## [Excerpted records]

********

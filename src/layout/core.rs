use crate::error::{ConfigError, Result};
use crate::geometry::Rect;

/// Guards truncation against binary float error, so `100 * 0.29` yields 29.
const TRUNCATION_EPSILON: f64 = 1e-9;

/// Declared absolute span of a panel along one axis.
#[derive(Debug, Clone, Copy, PartialEq, Eq, Default)]
pub enum Extent {
    /// Everything the parent offers past the origin.
    #[default]
    Fill,
    /// An explicit cell count, clamped to the parent.
    Cells(u16),
}

/// Padding on one side of the Frame layer.
#[derive(Debug, Clone, Copy, PartialEq)]
pub enum Pad {
    Cells(u16),
    /// Fraction in [0, 1] of the matching Frame dimension.
    Fraction(f64),
}

impl Default for Pad {
    fn default() -> Self {
        Pad::Cells(0)
    }
}

impl Pad {
    fn resolve(self, dimension: u16) -> u16 {
        match self {
            Pad::Cells(cells) => cells,
            Pad::Fraction(fraction) => scaled(dimension, fraction),
        }
    }

    fn fraction(self) -> f64 {
        match self {
            Pad::Cells(_) => 0.0,
            Pad::Fraction(fraction) => fraction,
        }
    }
}

#[derive(Debug, Clone, Copy, PartialEq, Default)]
pub struct Padding {
    pub top: Pad,
    pub right: Pad,
    pub bottom: Pad,
    pub left: Pad,
}

impl Padding {
    pub fn none() -> Self {
        Self::default()
    }

    pub fn uniform(pad: Pad) -> Self {
        Self {
            top: pad,
            right: pad,
            bottom: pad,
            left: pad,
        }
    }

    pub fn symmetric(vertical: Pad, horizontal: Pad) -> Self {
        Self {
            top: vertical,
            right: horizontal,
            bottom: vertical,
            left: horizontal,
        }
    }

    fn validate(&self) -> Result<()> {
        for (side, pad) in [
            ("top", self.top),
            ("right", self.right),
            ("bottom", self.bottom),
            ("left", self.left),
        ] {
            if let Pad::Fraction(value) = pad {
                if !(0.0..=1.0).contains(&value) {
                    return Err(ConfigError::PaddingOutOfRange { side, value }.into());
                }
            }
        }

        for (axis, total) in [
            ("vertical", self.top.fraction() + self.bottom.fraction()),
            ("horizontal", self.left.fraction() + self.right.fraction()),
        ] {
            if total > 1.0 + TRUNCATION_EPSILON {
                return Err(ConfigError::PaddingExceedsAxis { axis, total }.into());
            }
        }
        Ok(())
    }
}

/// Placement of the Content layer inside Inner along one axis.
#[derive(Debug, Clone, Copy, PartialEq, Eq, Default)]
pub enum Align {
    Start,
    #[default]
    Center,
    End,
}

impl Align {
    /// Offset of a span of `length` cells inside `available` cells.
    pub fn offset(self, length: u16, available: u16) -> u16 {
        let free = available.saturating_sub(length);
        match self {
            Align::Start => 0,
            Align::Center => free / 2,
            Align::End => free,
        }
    }
}

#[derive(Debug, Clone, Copy, PartialEq, Eq, Default)]
pub struct Alignment {
    pub horizontal: Align,
    pub vertical: Align,
}

impl Alignment {
    pub fn new(horizontal: Align, vertical: Align) -> Self {
        Self {
            horizontal,
            vertical,
        }
    }
}

/// Content size as fractions of the Inner layer.
#[derive(Debug, Clone, Copy, PartialEq)]
pub struct RelativeSize {
    width: f64,
    height: f64,
}

impl Default for RelativeSize {
    fn default() -> Self {
        Self {
            width: 1.0,
            height: 1.0,
        }
    }
}

impl RelativeSize {
    pub fn new(width: f64, height: f64) -> Result<Self> {
        Ok(Self {
            width: checked_fraction("width", width)?,
            height: checked_fraction("height", height)?,
        })
    }

    pub fn width(&self) -> f64 {
        self.width
    }

    pub fn height(&self) -> f64 {
        self.height
    }
}

fn checked_fraction(axis: &'static str, value: f64) -> Result<f64> {
    if (0.0..=1.0).contains(&value) {
        Ok(value)
    } else {
        Err(ConfigError::RelativeSizeOutOfRange { axis, value }.into())
    }
}

/// Truncate `dimension * fraction` to whole cells, never exceeding `dimension`.
pub fn scaled(dimension: u16, fraction: f64) -> u16 {
    let cells = (f64::from(dimension) * fraction + TRUNCATION_EPSILON).floor();
    if cells <= 0.0 {
        0
    } else {
        (cells as u16).min(dimension)
    }
}

/// Declared sizing inputs of a panel.
#[derive(Debug, Clone, Copy, PartialEq, Default)]
pub struct PanelLayout {
    pub origin_row: u16,
    pub origin_col: u16,
    pub height: Extent,
    pub width: Extent,
    pub framed: bool,
    padding: Padding,
    relative: RelativeSize,
    pub align: Alignment,
}

impl PanelLayout {
    /// Full-screen, unframed, unpadded, content centered at full size.
    pub fn new() -> Self {
        Self::default()
    }

    pub fn with_origin(mut self, row: u16, col: u16) -> Self {
        self.origin_row = row;
        self.origin_col = col;
        self
    }

    pub fn with_height(mut self, height: u16) -> Self {
        self.height = Extent::Cells(height);
        self
    }

    pub fn with_width(mut self, width: u16) -> Self {
        self.width = Extent::Cells(width);
        self
    }

    pub fn with_frame(mut self, framed: bool) -> Self {
        self.framed = framed;
        self
    }

    pub fn with_padding(mut self, padding: Padding) -> Result<Self> {
        padding.validate()?;
        self.padding = padding;
        Ok(self)
    }

    pub fn with_relative_width(mut self, width: f64) -> Result<Self> {
        self.relative.width = checked_fraction("width", width)?;
        Ok(self)
    }

    pub fn with_relative_height(mut self, height: f64) -> Result<Self> {
        self.relative.height = checked_fraction("height", height)?;
        Ok(self)
    }

    pub fn with_relative_size(mut self, relative: RelativeSize) -> Self {
        self.relative = relative;
        self
    }

    pub fn with_align(mut self, horizontal: Align, vertical: Align) -> Self {
        self.align = Alignment::new(horizontal, vertical);
        self
    }

    pub fn padding(&self) -> &Padding {
        &self.padding
    }

    pub fn relative(&self) -> RelativeSize {
        self.relative
    }
}

/// The four solved rectangles of a panel, outermost first.
#[derive(Debug, Clone, Copy, PartialEq, Eq, Default)]
pub struct Layers {
    pub absolute: Rect,
    pub frame: Rect,
    pub inner: Rect,
    pub content: Rect,
}

impl Layers {
    /// Solve all layers of `layout` inside `parent`.
    pub fn solve(layout: &PanelLayout, parent: Rect) -> Self {
        let absolute = compute_absolute(layout, parent);
        let frame = compute_frame(absolute, layout.framed);
        let inner = compute_inner(frame, &layout.padding);
        let content = compute_content(inner, layout.relative, layout.align);
        Self {
            absolute,
            frame,
            inner,
            content,
        }
    }

    pub fn is_nested(&self) -> bool {
        self.absolute.contains(&self.frame)
            && self.frame.contains(&self.inner)
            && self.inner.contains(&self.content)
    }
}

fn extent(extent: Extent, available: u16) -> u16 {
    match extent {
        Extent::Fill => available,
        Extent::Cells(cells) => cells.min(available),
    }
}

/// Declared footprint inside `parent`, clamped so it never leaves the parent.
pub fn compute_absolute(layout: &PanelLayout, parent: Rect) -> Rect {
    let row_offset = layout.origin_row.min(parent.height);
    let col_offset = layout.origin_col.min(parent.width);
    let height = extent(layout.height, parent.height - row_offset);
    let width = extent(layout.width, parent.width - col_offset);
    Rect::new(parent.x + col_offset, parent.y + row_offset, width, height)
}

/// Area inside the border; the border itself sits on `absolute`'s edge.
pub fn compute_frame(absolute: Rect, framed: bool) -> Rect {
    if framed {
        absolute.inset(1, 1, 1, 1)
    } else {
        absolute
    }
}

/// Frame inset by padding. Fractions resolve against the Frame dimension.
pub fn compute_inner(frame: Rect, padding: &Padding) -> Rect {
    frame.inset(
        padding.top.resolve(frame.height),
        padding.right.resolve(frame.width),
        padding.bottom.resolve(frame.height),
        padding.left.resolve(frame.width),
    )
}

/// Inner narrowed to the relative size and aligned. An empty Inner yields a
/// zero-size Content at Inner's origin.
pub fn compute_content(inner: Rect, relative: RelativeSize, align: Alignment) -> Rect {
    if inner.is_empty() {
        return inner.collapsed();
    }
    let width = scaled(inner.width, relative.width);
    let height = scaled(inner.height, relative.height);
    Rect::new(
        inner.x + align.horizontal.offset(width, inner.width),
        inner.y + align.vertical.offset(height, inner.height),
        width,
        height,
    )
}

#[cfg(test)]
mod tests {
    use super::*;
    use crate::PanelError;

    fn screen(width: u16, height: u16) -> Rect {
        Rect::new(0, 0, width, height)
    }

    #[test]
    fn full_screen_defaults() {
        let layers = Layers::solve(&PanelLayout::new(), screen(80, 24));
        assert_eq!(layers.absolute, screen(80, 24));
        assert_eq!(layers.frame, screen(80, 24));
        assert_eq!(layers.inner, screen(80, 24));
        assert_eq!(layers.content, screen(80, 24));
    }

    #[test]
    fn frame_insets_one_cell_per_side() {
        let layout = PanelLayout::new().with_frame(true);
        let layers = Layers::solve(&layout, screen(80, 24));
        assert_eq!(layers.frame, Rect::new(1, 1, 78, 22));
        assert!(layers.is_nested());
    }

    #[test]
    fn fractional_padding_truncates() {
        let padding = Padding::symmetric(Pad::Fraction(0.1), Pad::Fraction(0.25));
        let layout = PanelLayout::new().with_padding(padding).unwrap();
        let layers = Layers::solve(&layout, screen(41, 15));
        // 15 * 0.1 = 1.5 -> 1, 41 * 0.25 = 10.25 -> 10
        assert_eq!(layers.inner, Rect::new(10, 1, 21, 13));
    }

    #[test]
    fn truncation_survives_float_noise() {
        assert_eq!(scaled(100, 0.29), 29);
        assert_eq!(scaled(10, 0.7), 7);
        assert_eq!(scaled(41, 0.5), 20);
        assert_eq!(scaled(0, 0.5), 0);
    }

    #[test]
    fn relative_width_resizes_by_truncation() {
        let layout = PanelLayout::new().with_relative_width(0.5).unwrap();
        let wide = Layers::solve(&layout, screen(80, 24));
        let narrow = Layers::solve(&layout, screen(41, 24));
        let narrow_again = Layers::solve(&layout, screen(41, 24));
        assert_eq!(wide.content.width, 40);
        assert_eq!(narrow.content.width, 20);
        assert_eq!(narrow, narrow_again);
    }

    #[test]
    fn alignment_positions_content() {
        let base = PanelLayout::new()
            .with_relative_width(0.25)
            .unwrap()
            .with_relative_height(0.5)
            .unwrap();
        let end = Layers::solve(&base.with_align(Align::End, Align::End), screen(80, 24));
        assert_eq!(end.content, Rect::new(60, 12, 20, 12));

        let start = Layers::solve(&base.with_align(Align::Start, Align::Start), screen(80, 24));
        assert_eq!(start.content, Rect::new(0, 0, 20, 12));

        let center = Layers::solve(&base, screen(81, 25));
        // free space 61 and 13 split with floor division
        assert_eq!(center.content, Rect::new(30, 6, 20, 12));
    }

    #[test]
    fn explicit_extent_and_origin_clamp_to_parent() {
        let layout = PanelLayout::new()
            .with_origin(20, 70)
            .with_height(10)
            .with_width(30);
        let layers = Layers::solve(&layout, Rect::new(2, 3, 80, 24));
        assert_eq!(layers.absolute, Rect::new(72, 23, 10, 4));
        assert!(Rect::new(2, 3, 80, 24).contains(&layers.absolute));
    }

    #[test]
    fn degenerate_inner_collapses_content() {
        let layout = PanelLayout::new()
            .with_frame(true)
            .with_padding(Padding::uniform(Pad::Cells(3)))
            .unwrap();
        let layers = Layers::solve(&layout, screen(6, 4));
        assert!(layers.inner.is_empty());
        assert_eq!(layers.content.width, 0);
        assert_eq!(layers.content.height, 0);
        assert!(layers.is_nested());
    }

    #[test]
    fn rejects_out_of_range_fractions() {
        let err = PanelLayout::new().with_relative_width(1.5).unwrap_err();
        assert!(matches!(
            err,
            PanelError::Configuration(ConfigError::RelativeSizeOutOfRange { axis: "width", .. })
        ));

        assert!(PanelLayout::new().with_relative_height(f64::NAN).is_err());
        assert!(RelativeSize::new(0.5, -0.1).is_err());

        let err = PanelLayout::new()
            .with_padding(Padding::symmetric(Pad::Fraction(0.6), Pad::Cells(0)))
            .unwrap_err();
        assert!(matches!(
            err,
            PanelError::Configuration(ConfigError::PaddingExceedsAxis { axis: "vertical", .. })
        ));
    }

    #[test]
    fn solve_is_independent_of_call_order() {
        let a = PanelLayout::new().with_relative_width(0.5).unwrap();
        let b = PanelLayout::new()
            .with_frame(true)
            .with_padding(Padding::uniform(Pad::Fraction(0.1)))
            .unwrap();
        let first = Layers::solve(&a, screen(41, 10));
        let _ = Layers::solve(&b, screen(200, 60));
        let second = Layers::solve(&a, screen(41, 10));
        assert_eq!(first, second);
    }
}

********

## [Exercise details]
Report the number of lines above that contain the word "PaddingExceedsAxis", and only that number.

## [Answer section]
2